Oh! But first! Today's mail brought Rachel Barenblat's chapbook of poems about chaplaincy, fittingly entitled chaplainbook. This is beautiful, piercing poetry, and you must all go buy Rachel's book without delay, and right after you do that, you must must must read Marcia's amazing Open Letter to a Family I've Never Met.
And then you can read my sonnets. And oh, yeah, I shouldn't have written these: I should have spent the time doing other work. Oh well. I'll pay for it later.

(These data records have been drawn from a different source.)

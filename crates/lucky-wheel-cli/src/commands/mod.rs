//! CLI command implementations.

pub mod config;
pub mod gui;
pub mod options;
pub mod spin;
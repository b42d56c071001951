//! Content Security Policy
//!
//! Policy parsing and serialization.

use serde::ser::{Serialize, SerializeMap, Serializer};

use crate::directive::IMG_SRC;
use crate::source::{Keyword, SourceExpression};

/// A single directive with its source list
#[derive(Debug, Clone, PartialEq, Eq)]
pub struct Directive {
    /// Lower-cased directive name
    pub name: String,
    /// Source tokens verbatim, in policy order
    pub raw: Vec<String>,
    /// Classified sources, parallel to `raw`
    pub sources: Vec<SourceExpression>,
}

impl Directive {
    fn new(name: String, raw: Vec<String>) -> Self {
        let sources = raw.iter().map(|s| SourceExpression::parse(s)).collect();
        Self { name, raw, sources }
    }

    pub fn has_keyword(&self, keyword: Keyword) -> bool {
        self.sources.iter().any(|s| s.is_keyword(keyword))
    }

    /// Source list is exactly `'self'`
    pub fn is_self_only(&self) -> bool {
        matches!(self.sources.as_slice(), [s] if s.is_keyword(Keyword::SelfOrigin))
    }

    /// Unsafe token types present, each reported once, in a fixed order
    pub fn unsafe_tokens(&self) -> Vec<UnsafeToken> {
        UnsafeToken::ALL
            .into_iter()
            .filter(|token| self.sources.iter().any(|s| token.is_carried_by(s, &self.name)))
            .collect()
    }
}

/// Source tokens that weaken the directive carrying them
#[derive(Debug, Clone, Copy, PartialEq, Eq, Hash, PartialOrd, Ord)]
pub enum UnsafeToken {
    UnsafeInline,
    UnsafeEval,
    Wildcard,
    /// `data:` anywhere except `img-src`
    DataScheme,
}

impl UnsafeToken {
    pub const ALL: [UnsafeToken; 4] = [
        UnsafeToken::UnsafeInline,
        UnsafeToken::UnsafeEval,
        UnsafeToken::Wildcard,
        UnsafeToken::DataScheme,
    ];

    fn is_carried_by(&self, source: &SourceExpression, directive: &str) -> bool {
        match self {
            UnsafeToken::UnsafeInline => source.is_keyword(Keyword::UnsafeInline),
            UnsafeToken::UnsafeEval => source.is_keyword(Keyword::UnsafeEval),
            UnsafeToken::Wildcard => matches!(source, SourceExpression::Wildcard),
            UnsafeToken::DataScheme => directive != IMG_SRC && source.is_scheme("data"),
        }
    }

    pub fn as_str(&self) -> &'static str {
        match self {
            UnsafeToken::UnsafeInline => "'unsafe-inline'",
            UnsafeToken::UnsafeEval => "'unsafe-eval'",
            UnsafeToken::Wildcard => "*",
            UnsafeToken::DataScheme => "data:",
        }
    }
}

impl std::fmt::Display for UnsafeToken {
    fn fmt(&self, f: &mut std::fmt::Formatter<'_>) -> std::fmt::Result {
        f.write_str(self.as_str())
    }
}

/// Parsed policy: directives in declaration order, names unique
#[derive(Debug, Clone, Default, PartialEq, Eq)]
pub struct ContentSecurityPolicy {
    directives: Vec<Directive>,
    duplicates: Vec<String>,
}

impl ContentSecurityPolicy {
    pub fn new() -> Self {
        Self::default()
    }

    /// Parse a policy string. Never fails: malformed segments simply grant nothing.
    pub fn parse(text: &str) -> Self {
        let mut policy = Self::new();

        for segment in text.split(';') {
            let mut parts = segment.split_ascii_whitespace();
            let Some(name) = parts.next() else {
                continue;
            };

            let name = name.to_ascii_lowercase();
            if policy.contains(&name) {
                // First occurrence wins
                policy.duplicates.push(name);
                continue;
            }

            let raw = parts.map(str::to_string).collect();
            policy.directives.push(Directive::new(name, raw));
        }

        tracing::debug!(
            directives = policy.directives.len(),
            duplicates = policy.duplicates.len(),
            "parsed content security policy"
        );
        policy
    }

    pub fn get(&self, name: &str) -> Option<&Directive> {
        self.directives.iter().find(|d| d.name == name)
    }

    pub fn contains(&self, name: &str) -> bool {
        self.get(name).is_some()
    }

    pub fn iter(&self) -> impl Iterator<Item = &Directive> {
        self.directives.iter()
    }

    pub fn len(&self) -> usize {
        self.directives.len()
    }

    pub fn is_empty(&self) -> bool {
        self.directives.is_empty()
    }

    /// Names that appeared again after their first occurrence
    pub fn duplicates(&self) -> &[String] {
        &self.duplicates
    }

    /// Any directive carries the given unsafe token
    pub fn has_unsafe_token(&self, token: UnsafeToken) -> bool {
        self.directives.iter().any(|d| d.unsafe_tokens().contains(&token))
    }

    /// Number of directives carrying at least one unsafe token
    pub fn unsafe_directive_count(&self) -> usize {
        self.directives
            .iter()
            .filter(|d| !d.unsafe_tokens().is_empty())
            .count()
    }

    /// Serialize back to policy text
    pub fn serialize(&self) -> String {
        self.directives
            .iter()
            .map(|d| {
                if d.raw.is_empty() {
                    d.name.clone()
                } else {
                    format!("{} {}", d.name, d.raw.join(" "))
                }
            })
            .collect::<Vec<_>>()
            .join("; ")
    }
}

impl Serialize for ContentSecurityPolicy {
    fn serialize<S>(&self, serializer: S) -> Result<S::Ok, S::Error>
    where
        S: Serializer,
    {
        let mut map = serializer.serialize_map(Some(self.directives.len()))?;
        for directive in &self.directives {
            map.serialize_entry(&directive.name, &directive.raw)?;
        }
        map.end()
    }
}

#[cfg(test)]
mod tests {
    use super::*;

    #[test]
    fn test_parse_csp() {
        let csp = ContentSecurityPolicy::parse("default-src 'self'; script-src 'self' https://cdn.example.com");

        assert!(csp.contains("default-src"));
        assert_eq!(csp.get("script-src").unwrap().raw, vec!["'self'", "https://cdn.example.com"]);
    }

    #[test]
    fn test_names_lowercased_sources_verbatim() {
        let csp = ContentSecurityPolicy::parse("Script-SRC 'SELF' CDN.example.com");
        let directive = csp.get("script-src").unwrap();
        assert_eq!(directive.raw, vec!["'SELF'", "CDN.example.com"]);
        assert!(directive.has_keyword(Keyword::SelfOrigin));
    }

    #[test]
    fn test_empty_segments_and_valueless_directives() {
        let csp = ContentSecurityPolicy::parse(" ; ;upgrade-insecure-requests;;  object-src ;");
        assert_eq!(csp.len(), 2);
        assert!(csp.get("upgrade-insecure-requests").unwrap().raw.is_empty());
        assert!(csp.get("object-src").unwrap().sources.is_empty());
    }

    #[test]
    fn test_first_occurrence_wins() {
        let csp = ContentSecurityPolicy::parse("script-src 'none'; script-src *");
        assert_eq!(csp.len(), 1);
        assert_eq!(csp.get("script-src").unwrap().raw, vec!["'none'"]);
        assert_eq!(csp.duplicates(), ["script-src".to_string()]);
    }

    #[test]
    fn test_duplicate_tokens_preserved() {
        let csp = ContentSecurityPolicy::parse("img-src 'self' 'self' data:");
        assert_eq!(csp.get("img-src").unwrap().raw.len(), 3);
    }

    #[test]
    fn test_unsafe_tokens_deduplicated() {
        let csp = ContentSecurityPolicy::parse(
            "script-src 'unsafe-inline' 'unsafe-inline' * data:; img-src data:",
        );
        assert_eq!(
            csp.get("script-src").unwrap().unsafe_tokens(),
            vec![UnsafeToken::UnsafeInline, UnsafeToken::Wildcard, UnsafeToken::DataScheme]
        );
        assert!(csp.get("img-src").unwrap().unsafe_tokens().is_empty());
        assert_eq!(csp.unsafe_directive_count(), 1);
    }

    #[test]
    fn test_serialize_round_trip_text() {
        let text = "default-src 'self'; upgrade-insecure-requests";
        assert_eq!(ContentSecurityPolicy::parse(text).serialize(), text);
    }
}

Now I have to go to sleep. G'night!
Hall Bed 1
They’ve brought her in on CareFlight: broken hip.
She’s eighty-eight, four hours from her home
by car, and no one’s with her. “I’m alone,”
she says. “Oh, I have neighbors, but this trip’s
too long for them. Please, sweetheart, will you pray
with me? The Lord’s Prayer, maybe? That would make
me happy. Jesus bless you, dear!” I take
her chilly hand in mine. We start to say
the prayer. Our Father . . . . When we reach forgive,
she says trespasses. I say sins. Her eyes
fly open. “You just changed God’s Holy Word!

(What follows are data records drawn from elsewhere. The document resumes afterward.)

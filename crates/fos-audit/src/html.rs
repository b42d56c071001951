//! HTML snapshot reader
//!
//! Builds a [`PageSnapshot`] from markup with html5ever's RcDom.

use html5ever::tendril::TendrilSink;
use html5ever::{Attribute, parse_document};
use markup5ever_rcdom::{Handle, NodeData, RcDom};
use url::Url;

use crate::AuditError;
use crate::snapshot::{PageContext, PageSnapshot, PolicyDeclaration, ResourceKind, ResourceRef};

/// `type` values that make a `<script>` executable
const SCRIPT_TYPES: &[&str] = &[
    "module",
    "text/javascript",
    "application/javascript",
    "application/x-javascript",
    "text/ecmascript",
    "application/ecmascript",
    "text/jscript",
];

impl PageSnapshot {
    /// Read policies and resources from an HTML document served at `page_url`
    pub fn from_html(html: &str, page_url: &str) -> Result<Self, AuditError> {
        let page = PageContext::new(page_url)?;

        let dom = parse_document(RcDom::default(), Default::default())
            .from_utf8()
            .read_from(&mut html.as_bytes())?;

        let base = find_base(&dom.document)
            .and_then(|href| page.resolve(&href))
            .unwrap_or_else(|| page.url.clone());

        let mut reader = SnapshotReader {
            base,
            snapshot: PageSnapshot::new(page_url),
        };
        reader.walk(&dom.document, false);

        tracing::debug!(
            policies = reader.snapshot.policies.len(),
            resources = reader.snapshot.resources.len(),
            "read page snapshot from HTML"
        );
        Ok(reader.snapshot)
    }
}

struct SnapshotReader {
    base: Url,
    snapshot: PageSnapshot,
}

impl SnapshotReader {
    fn walk(&mut self, handle: &Handle, in_head: bool) {
        let in_head = match &handle.data {
            NodeData::Element { name, attrs, .. } => {
                let tag: &str = &name.local;
                self.visit(tag, &attrs.borrow(), handle, in_head);
                in_head || tag == "head"
            }
            _ => in_head,
        };

        for child in handle.children.borrow().iter() {
            self.walk(child, in_head);
        }
    }

    fn visit(&mut self, tag: &str, attrs: &[Attribute], handle: &Handle, in_head: bool) {
        match tag {
            "meta" => {
                if let Some(http_equiv) = attr(attrs, "http-equiv") {
                    self.snapshot.policies.push(PolicyDeclaration {
                        http_equiv: http_equiv.to_string(),
                        content: attr(attrs, "content").unwrap_or_default().to_string(),
                        in_head,
                    });
                }
            }
            "script" if is_executable(attrs) => match attr(attrs, "src") {
                Some(src) => self.external(ResourceKind::Script, src, attrs),
                None => self.inline(ResourceKind::Script, handle, attrs),
            },
            "style" => self.inline(ResourceKind::Style, handle, attrs),
            "link" if is_stylesheet(attrs) => {
                if let Some(href) = attr(attrs, "href") {
                    self.external(ResourceKind::Style, href, attrs);
                }
            }
            "img" => self.src(ResourceKind::Image, "src", attrs),
            "iframe" | "frame" => {
                if let Some(src) = attr(attrs, "src") {
                    let lower = src.trim().to_ascii_lowercase();
                    // Local documents are never fetched
                    if !lower.starts_with("about:") && !lower.starts_with("javascript:") {
                        self.external(ResourceKind::Frame, src, attrs);
                    }
                }
            }
            "object" => self.src(ResourceKind::Object, "data", attrs),
            "embed" => self.src(ResourceKind::Object, "src", attrs),
            "audio" | "video" | "source" | "track" => self.src(ResourceKind::Media, "src", attrs),
            "form" => self.src(ResourceKind::Form, "action", attrs),
            _ => {}
        }

        for attribute in attrs {
            let name: &str = &attribute.name.local;
            if name == "style" {
                self.snapshot
                    .resources
                    .push(ResourceRef::attribute(ResourceKind::Style, name));
            } else if name.starts_with("on") && name.len() > 2 {
                self.snapshot
                    .resources
                    .push(ResourceRef::attribute(ResourceKind::Script, name));
            }
        }
    }

    fn src(&mut self, kind: ResourceKind, name: &str, attrs: &[Attribute]) {
        if let Some(value) = attr(attrs, name) {
            self.external(kind, value, attrs);
        }
    }

    fn external(&mut self, kind: ResourceKind, raw: &str, attrs: &[Attribute]) {
        if raw.trim().is_empty() {
            return;
        }
        match self.base.join(raw.trim()) {
            Ok(url) => {
                let resource = with_nonce(ResourceRef::external(kind, url.to_string()), attrs);
                self.snapshot.resources.push(resource);
            }
            Err(err) => {
                tracing::debug!(url = raw, error = %err, "dropping unresolvable {} URL", kind);
            }
        }
    }

    fn inline(&mut self, kind: ResourceKind, handle: &Handle, attrs: &[Attribute]) {
        if text_content(handle).trim().is_empty() {
            return;
        }
        let resource = with_nonce(ResourceRef::inline(kind), attrs);
        self.snapshot.resources.push(resource);
    }
}

fn attr<'a>(attrs: &'a [Attribute], name: &str) -> Option<&'a str> {
    attrs
        .iter()
        .find(|a| &*a.name.local == name)
        .map(|a| &*a.value)
}

fn with_nonce(resource: ResourceRef, attrs: &[Attribute]) -> ResourceRef {
    match attr(attrs, "nonce") {
        Some(nonce) if !nonce.is_empty() => resource.with_nonce(nonce),
        _ => resource,
    }
}

fn is_executable(attrs: &[Attribute]) -> bool {
    match attr(attrs, "type").map(str::trim) {
        None | Some("") => true,
        Some(kind) => SCRIPT_TYPES.iter().any(|t| t.eq_ignore_ascii_case(kind)),
    }
}

fn is_stylesheet(attrs: &[Attribute]) -> bool {
    attr(attrs, "rel").is_some_and(|rel| {
        rel.split_ascii_whitespace()
            .any(|token| token.eq_ignore_ascii_case("stylesheet"))
    })
}

fn text_content(handle: &Handle) -> String {
    let mut text = String::new();
    for child in handle.children.borrow().iter() {
        if let NodeData::Text { contents } = &child.data {
            text.push_str(&contents.borrow());
        }
    }
    text
}

/// First `<base href>` in document order
fn find_base(handle: &Handle) -> Option<String> {
    if let NodeData::Element { name, attrs, .. } = &handle.data {
        if &*name.local == "base" {
            if let Some(href) = attr(&attrs.borrow(), "href") {
                return Some(href.to_string());
            }
        }
    }
    handle.children.borrow().iter().find_map(find_base)
}

#[cfg(test)]
mod tests {
    use super::*;

    const PAGE: &str = r#"<!DOCTYPE html>
<html>
<head>
  <meta http-equiv="Content-Security-Policy" content="default-src 'self'">
  <base href="https://static.example.com/assets/">
  <link rel="Preload Stylesheet" href="site.css">
  <script src="app.js" nonce="r4nd0m"></script>
  <script type="application/ld+json">{"@type": "Thing"}</script>
  <script>window.ready = true;</script>
  <style>   </style>
</head>
<body onload="init()">
  <meta http-equiv="Content-Security-Policy" content="img-src *">
  <img src="/logo.png" style="width: 10px">
  <iframe src="about:blank"></iframe>
  <iframe src="https://video.test/embed"></iframe>
  <object data="movie.swf"></object>
  <video src="clip.mp4"></video>
  <form action="/login"></form>
</body>
</html>"#;

    fn read() -> PageSnapshot {
        PageSnapshot::from_html(PAGE, "https://example.com/index.html").unwrap()
    }

    #[test]
    fn test_policies_with_head_flag() {
        let snapshot = read();
        assert_eq!(snapshot.policies.len(), 2);
        assert!(snapshot.policies[0].in_head);
        assert!(!snapshot.policies[1].in_head);
        assert_eq!(snapshot.policies[1].content, "img-src *");
    }

    #[test]
    fn test_resources_resolved_against_base() {
        let snapshot = read();
        let urls: Vec<_> = snapshot
            .resources
            .iter()
            .filter_map(|r| r.url.as_deref())
            .collect();

        assert_eq!(
            urls,
            vec![
                "https://static.example.com/assets/site.css",
                "https://static.example.com/assets/app.js",
                "https://static.example.com/logo.png",
                "https://video.test/embed",
                "https://static.example.com/assets/movie.swf",
                "https://static.example.com/assets/clip.mp4",
                "https://static.example.com/login",
            ]
        );
    }

    #[test]
    fn test_inline_content() {
        let snapshot = read();
        let script = &snapshot.resources[1];
        assert_eq!(script.nonce.as_deref(), Some("r4nd0m"));

        let inline: Vec<_> = snapshot
            .resources
            .iter()
            .filter(|r| r.inline)
            .map(ResourceRef::describe)
            .collect();
        // data block and whitespace-only <style> are skipped
        assert_eq!(
            inline,
            vec!["inline <script>", "onload=\"...\" attribute", "style=\"...\" attribute"]
        );
    }

    #[test]
    fn test_opaque_page_url_rejected() {
        assert!(PageSnapshot::from_html("<p>hi</p>", "about:blank").is_err());
    }
}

That’s unforgivable!” I bite my cheek
to keep from laughing. “Ma’am, you realize
they’re both translations?” Icy, undeterred,
she glares. I might as well be speaking Greek.
Hall Bed 3
A homeless guy arrives by ambulance.
“ETOH on board,” the medic says,
and rolls his eyes. The nurse is even less
amused. “Stop cursing!” -- giving me a glance --
“This woman is our chaplain! Be polite!”
The patient, halfway through a graceful stream
of expletives, sits up and grins. “You seem
to be a lady, chaplain. Well, all right.
You pray?” “Of course.” He beams at me. “Me too!
Most every morning: ‘Hey there, Big Dude!’ Then
God answers: ‘Hey there, little dude!’ And when
I’ve fed the birds, well, me and God, we chew
the fat a while. He feeds me like a bird.”
I laugh, delighted. This one has the Word.